Two-stream joint matching method based on contrastive learning for
few-shot action recognition
- URL: http://arxiv.org/abs/2401.04150v1
- Date: Mon, 8 Jan 2024 13:37:15 GMT
- Title: Two-stream joint matching method based on contrastive learning for
few-shot action recognition
- Authors: Long Deng, Ziqiang Li, Bingxin Zhou, Zhongming Chen, Ao Li and Yongxin
Ge
- Abstract summary: We propose a Two-Stream Joint Matching method based on contrastive learning (TSJM)
The objective of the MCL is to extensively investigate the inter-modal mutual information relationships.
The JMM aims to simultaneously address the aforementioned video matching problems.

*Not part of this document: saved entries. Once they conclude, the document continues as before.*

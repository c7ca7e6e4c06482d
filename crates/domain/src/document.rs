use portal_core::WoredaId;
use serde::{Deserialize, Serialize};
use uuid::Uuid;

/// Metadata for one stored document file.
///
/// This record is authoritative for which stored objects belong to which
/// administrative scope: resolvers must find a matching record before
/// serving an object reference.
#[derive(Debug, Clone, PartialEq, Eq, Serialize, Deserialize)]
pub struct DocumentUpload {
    /// Opaque record identifier.
    pub id: Uuid,
    /// Administrative scope that owns the document.
    pub woreda_id: WoredaId,
    /// Top-level category the document was filed under.
    pub category_id: String,
    /// Subcategory code within the category.
    pub subcategory_code: String,
    /// Reporting year the document belongs to.
    pub year: String,
    /// Original filename as uploaded.
    pub file_name: String,
    /// URL-shaped reference into the external object store.
    pub object_url: String,
    /// Subject of the administrator who uploaded the file.
    pub uploader_subject: String,
    /// Creation instant.
    pub created_at: chrono::DateTime<chrono::Utc>,
}

impl DocumentUpload {
    /// Returns the object-store key this document's bytes live under.
    ///
    /// Keys follow `{woreda}/{category}/{subcategory}/{year}/{filename}`.
    #[must_use]
    pub fn object_key(&self) -> String {
        format!(
            "{}/{}/{}/{}/{}",
            self.woreda_id, self.category_id, self.subcategory_code, self.year, self.file_name
        )
    }
}

#[cfg(test)]
mod tests {
    use portal_core::WoredaId;
    use uuid::Uuid;

    use super::DocumentUpload;

    #[test]
    fn object_key_layers_scope_first() {
        let Ok(woreda_id) = WoredaId::new("woreda-02") else {
            panic!("valid woreda id");
        };

        let upload = DocumentUpload {
            id: Uuid::new_v4(),
            woreda_id,
            category_id: "finance".to_owned(),
            subcategory_code: "BUD".to_owned(),
            year: "2016".to_owned(),
            file_name: "Annual Report (2016).pdf".to_owned(),
            object_url: "https://pub-1234.example.dev/finance/report.pdf".to_owned(),
            uploader_subject: "admin-1".to_owned(),
            created_at: chrono::Utc::now(),
        };

        assert_eq!(
            upload.object_key(),
            "woreda-02/finance/BUD/2016/Annual Report (2016).pdf"
        );
    }
}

- Score: 6.657975899342652
- License: http://creativecommons.org/licenses/by/4.0/
- Abstract: Although few-shot action recognition based on metric learning paradigm has
achieved significant success, it fails to address the following issues: (1)
inadequate action relation modeling and underutilization of multi-modal
information; (2) challenges in handling video matching problems with different
lengths and speeds, and video matching problems with misalignment of video
sub-actions. To address these issues, we propose a Two-Stream Joint Matching
method based on contrastive learning (TSJM), which consists of two modules:
Multi-modal Contrastive Learning Module (MCL) and Joint Matching Module (JMM).

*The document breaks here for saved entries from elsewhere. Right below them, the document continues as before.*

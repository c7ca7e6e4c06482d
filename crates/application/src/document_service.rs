//! Recording and listing of document upload metadata.
//!
//! File bytes go to the object store out of band; this service owns the
//! metadata records that make those objects resolvable and scope-checked.

use std::sync::Arc;

use portal_core::{AdminIdentity, AppError, AppResult};
use portal_domain::DocumentUpload;
use url::Url;

use crate::document_ports::{DocumentRepository, NewDocumentUpload};

/// Manages document upload metadata on behalf of administrators.
#[derive(Clone)]
pub struct DocumentService {
    documents: Arc<dyn DocumentRepository>,
}

impl DocumentService {
    /// Creates a new document service.
    #[must_use]
    pub fn new(documents: Arc<dyn DocumentRepository>) -> Self {
        Self { documents }
    }

    /// Records metadata for a file already written to the object store.
    ///
    /// Administrators can only file documents into their own scope.
    pub async fn save_metadata(
        &self,
        actor: &AdminIdentity,
        upload: NewDocumentUpload,
    ) -> AppResult<DocumentUpload> {
        if upload.woreda_id != *actor.woreda_id() {
            return Err(AppError::Forbidden(
                "document scope does not match the administrator's woreda".to_owned(),
            ));
        }

        require_field("category", &upload.category_id)?;
        require_field("subcategory", &upload.subcategory_code)?;
        require_field("year", &upload.year)?;
        require_field("file name", &upload.file_name)?;

        Url::parse(&upload.object_url).map_err(|error| {
            AppError::Validation(format!(
                "object url '{}' is not a valid url: {error}",
                upload.object_url
            ))
        })?;

        self.documents.insert(upload).await
    }

    /// Lists the administrator's documents, newest first.
    pub async fn list(&self, actor: &AdminIdentity) -> AppResult<Vec<DocumentUpload>> {
        self.documents.list_for_woreda(actor.woreda_id()).await
    }
}

fn require_field(name: &str, value: &str) -> AppResult<()> {
    if value.trim().is_empty() {
        return Err(AppError::Validation(format!("{name} must not be empty")));
    }
    Ok(())
}

#[cfg(test)]
mod tests {
    use std::sync::{Arc, Mutex};

    use async_trait::async_trait;
    use portal_core::{AdminIdentity, AppError, AppResult, WoredaId};
    use portal_domain::DocumentUpload;
    use uuid::Uuid;

    use super::DocumentService;
    use crate::document_ports::{DocumentRepository, NewDocumentUpload};

    #[derive(Default)]
    struct MemoryDocuments {
        uploads: Mutex<Vec<DocumentUpload>>,
    }

    #[async_trait]
    impl DocumentRepository for MemoryDocuments {
        async fn insert(&self, upload: NewDocumentUpload) -> AppResult<DocumentUpload> {
            let record = DocumentUpload {
                id: Uuid::new_v4(),
                woreda_id: upload.woreda_id,
                category_id: upload.category_id,
                subcategory_code: upload.subcategory_code,
                year: upload.year,
                file_name: upload.file_name,
                object_url: upload.object_url,
                uploader_subject: upload.uploader_subject,
                created_at: chrono::Utc::now(),
            };

            self.uploads
                .lock()
                .map_err(|error| AppError::Internal(format!("failed to lock uploads: {error}")))?
                .push(record.clone());
            Ok(record)
        }

        async fn find_by_object_url(
            &self,
            woreda_id: &WoredaId,
            object_url: &str,
        ) -> AppResult<Option<DocumentUpload>> {
            Ok(self
                .uploads
                .lock()
                .map_err(|error| AppError::Internal(format!("failed to lock uploads: {error}")))?
                .iter()
                .find(|upload| {
                    upload.woreda_id == *woreda_id && upload.object_url == object_url
                })
                .cloned())
        }

        async fn list_for_woreda(&self, woreda_id: &WoredaId) -> AppResult<Vec<DocumentUpload>> {
            Ok(self
                .uploads
                .lock()
                .map_err(|error| AppError::Internal(format!("failed to lock uploads: {error}")))?
                .iter()
                .filter(|upload| upload.woreda_id == *woreda_id)
                .cloned()
                .collect())
        }
    }

    fn woreda(id: &str) -> WoredaId {
        WoredaId::new(id).unwrap_or_else(|_| unreachable!("literal woreda id is valid"))
    }

    fn admin_for(woreda_id: &WoredaId) -> AdminIdentity {
        AdminIdentity::new("admin-1", "Abebe K.", "abebe@example.gov.et", woreda_id.clone())
    }

    fn new_upload(woreda_id: &WoredaId) -> NewDocumentUpload {
        NewDocumentUpload {
            woreda_id: woreda_id.clone(),
            category_id: "finance".to_owned(),
            subcategory_code: "BUD".to_owned(),
            year: "2016".to_owned(),
            file_name: "report.pdf".to_owned(),
            object_url: "https://pub-9f8e7d6c.r2.dev/woreda-01/finance/BUD/2016/report.pdf"
                .to_owned(),
            uploader_subject: "admin-1".to_owned(),
        }
    }

    #[tokio::test]
    async fn saved_metadata_is_listed_for_its_scope() {
        let scope = woreda("woreda-01");
        let service = DocumentService::new(Arc::new(MemoryDocuments::default()));

        let saved = service
            .save_metadata(&admin_for(&scope), new_upload(&scope))
            .await
            .unwrap_or_else(|error| panic!("save failed: {error}"));

        let listed = service
            .list(&admin_for(&scope))
            .await
            .unwrap_or_default();

        assert_eq!(listed, vec![saved]);
    }

    #[tokio::test]
    async fn saving_into_another_scope_is_forbidden() {
        let mine = woreda("woreda-01");
        let theirs = woreda("woreda-02");
        let service = DocumentService::new(Arc::new(MemoryDocuments::default()));

        let result = service
            .save_metadata(&admin_for(&mine), new_upload(&theirs))
            .await;

        assert!(matches!(result, Err(AppError::Forbidden(_))));
    }

    #[tokio::test]
    async fn blank_fields_and_malformed_urls_are_rejected() {
        let scope = woreda("woreda-01");
        let service = DocumentService::new(Arc::new(MemoryDocuments::default()));

        let mut blank_year = new_upload(&scope);
        blank_year.year = "   ".to_owned();
        let result = service.save_metadata(&admin_for(&scope), blank_year).await;
        assert!(matches!(result, Err(AppError::Validation(_))));

        let mut bad_url = new_upload(&scope);
        bad_url.object_url = "not a url".to_owned();
        let result = service.save_metadata(&admin_for(&scope), bad_url).await;
        assert!(matches!(result, Err(AppError::Validation(_))));
    }

    #[tokio::test]
    async fn listing_only_shows_the_administrators_scope() {
        let mine = woreda("woreda-01");
        let theirs = woreda("woreda-02");
        let service = DocumentService::new(Arc::new(MemoryDocuments::default()));

        let mut other = new_upload(&theirs);
        other.object_url =
            "https://pub-9f8e7d6c.r2.dev/woreda-02/finance/BUD/2016/report.pdf".to_owned();

        service
            .save_metadata(&admin_for(&mine), new_upload(&mine))
            .await
            .unwrap_or_else(|error| panic!("save failed: {error}"));
        service
            .save_metadata(&admin_for(&theirs), other)
            .await
            .unwrap_or_else(|error| panic!("save failed: {error}"));

        let listed = service.list(&admin_for(&mine)).await.unwrap_or_default();

        assert_eq!(listed.len(), 1);
        assert_eq!(listed[0].woreda_id, mine);
    }
}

The objective of the MCL is to extensively investigate the inter-modal mutual
information relationships, thereby thoroughly extracting modal information to
enhance the modeling of action relationships. The JMM aims to simultaneously
address the aforementioned video matching problems. The effectiveness of the
proposed method is evaluated on two widely used few shot action recognition
datasets, namely, SSv2 and Kinetics. Comprehensive ablation experiments are
also conducted to substantiate the efficacy of our proposed approach.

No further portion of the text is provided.